Aim of the task
Copy out, exactly as written, only the line containing "assert_eq!(dio.read_back(1), Ok(true));" and the lines after it through the end of the records.

Data for this exercise
◆ ◆ ◆ ◆ ◆ ◆ ◆

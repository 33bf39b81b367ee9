//! Simulated DIO and ADC banks.

use std::sync::Mutex;

use flm_common::consts::ADC_MAX_VALUE;
use flm_common::hal::{AnalogInput, DigitalOutput, PortError};
use tracing::trace;

/// Number of digital output channels in the simulated bank.
pub const SIM_DIO_CHANNELS: usize = 4;

/// Number of analog input channels in the simulated bank.
pub const SIM_ADC_CHANNELS: usize = 4;

/// Simulated digital output bank.
///
/// Writes latch the commanded level; tests read them back through
/// [`DigitalOutput::read_back`] or [`SimDio::snapshot`].
#[derive(Debug, Default)]
pub struct SimDio {
    levels: Mutex<[bool; SIM_DIO_CHANNELS]>,
}

impl SimDio {
    pub fn new() -> Self {
        Self::default()
    }

    /// Copy of all channel levels, for assertions.
    pub fn snapshot(&self) -> [bool; SIM_DIO_CHANNELS] {
        *self.levels.lock().expect("dio lock poisoned")
    }
}

impl DigitalOutput for SimDio {
    fn write(&self, channel: u8, level: bool) -> Result<(), PortError> {
        let mut levels = self.levels.lock().expect("dio lock poisoned");
        let slot = levels
            .get_mut(channel as usize)
            .ok_or(PortError::ChannelOutOfRange(channel))?;
        if *slot != level {
            trace!(channel, level, "dio transition");
        }
        *slot = level;
        Ok(())
    }

    fn read_back(&self, channel: u8) -> Result<bool, PortError> {
        let levels = self.levels.lock().expect("dio lock poisoned");
        levels
            .get(channel as usize)
            .copied()
            .ok_or(PortError::ChannelOutOfRange(channel))
    }
}

/// Simulated 12-bit ADC with injectable channel values.
///
/// Conversions are instantaneous: `read` returns whatever was last injected,
/// clamped to the 12-bit range.
#[derive(Debug, Default)]
pub struct SimAdc {
    values: Mutex<[u16; SIM_ADC_CHANNELS]>,
}

impl SimAdc {
    pub fn new() -> Self {
        Self::default()
    }

    /// Inject a raw value on `channel`. Values above 4095 saturate.
    pub fn set_value(&self, channel: u8, value: u16) {
        let mut values = self.values.lock().expect("adc lock poisoned");
        if let Some(slot) = values.get_mut(channel as usize) {
            *slot = value.min(ADC_MAX_VALUE);
        }
    }
}

impl AnalogInput for SimAdc {
    fn read(&self, channel: u8) -> Result<u16, PortError> {
        let values = self.values.lock().expect("adc lock poisoned");
        values
            .get(channel as usize)
            .copied()
            .ok_or(PortError::ChannelOutOfRange(channel))
    }
}

// ─── Tests ──────────────────────────────────────────────────────────

#[cfg(test)]
mod tests {
    use super::*;

    #[test]
    fn dio_write_and_read_back() {
        let dio = SimDio::new();
        assert_eq!(dio.read_back(0), Ok(false));

        dio.write(0, true).unwrap();
        dio.write(1, true).unwrap();
        assert_eq!(dio.read_back(0), Ok(true));
        assert_eq!(dio.read_back(1), Ok(true));

        dio.write(0, false).unwrap();
        assert_eq!(dio.snapshot(), [false, true, false, false]);
    }

    #[test]
    fn dio_rejects_out_of_range_channel() {
        let dio = SimDio::new();
        assert_eq!(
            dio.write(SIM_DIO_CHANNELS as u8, true),
            Err(PortError::ChannelOutOfRange(SIM_DIO_CHANNELS as u8))
        );
        assert_eq!(
            dio.read_back(99),
            Err(PortError::ChannelOutOfRange(99))
        );
    }

    #[test]
    fn adc_injection_and_read() {
        let adc = SimAdc::new();
        assert_eq!(adc.read(0), Ok(0));

        adc.set_value(0, 2000);
        adc.set_value(1, 555);
        assert_eq!(adc.read(0), Ok(2000));
        assert_eq!(adc.read(1), Ok(555));
    }

    #[test]
    fn adc_saturates_at_12_bit() {
        let adc = SimAdc::new();
        adc.set_value(0, 60_000);
        assert_eq!(adc.read(0), Ok(ADC_MAX_VALUE));
    }

    #[test]
    fn adc_rejects_out_of_range_channel() {
        let adc = SimAdc::new();
        assert_eq!(
            adc.read(SIM_ADC_CHANNELS as u8),
            Err(PortError::ChannelOutOfRange(SIM_ADC_CHANNELS as u8))
        );
    }
}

◆ ◆ ◆ ◆ ◆ ◆ ◆

Answer below
        assert_eq!(dio.read_back(1), Ok(true));

        dio.write(0, false).unwrap();
        assert_eq!(dio.snapshot(), [false, true, false, false]);
    }

    #[test]
    fn dio_rejects_out_of_range_channel() {
        let dio = SimDio::new();
        assert_eq!(
            dio.write(SIM_DIO_CHANNELS as u8, true),
            Err(PortError::ChannelOutOfRange(SIM_DIO_CHANNELS as u8))
        );
        assert_eq!(
            dio.read_back(99),
            Err(PortError::ChannelOutOfRange(99))
        );
    }

    #[test]
    fn adc_injection_and_read() {
        let adc = SimAdc::new();
        assert_eq!(adc.read(0), Ok(0));

        adc.set_value(0, 2000);
        adc.set_value(1, 555);
        assert_eq!(adc.read(0), Ok(2000));
        assert_eq!(adc.read(1), Ok(555));
    }

    #[test]
    fn adc_saturates_at_12_bit() {
        let adc = SimAdc::new();
        adc.set_value(0, 60_000);
        assert_eq!(adc.read(0), Ok(ADC_MAX_VALUE));
    }

    #[test]
    fn adc_rejects_out_of_range_channel() {
        let adc = SimAdc::new();
        assert_eq!(
            adc.read(SIM_ADC_CHANNELS as u8),
            Err(PortError::ChannelOutOfRange(SIM_ADC_CHANNELS as u8))
        );
    }
}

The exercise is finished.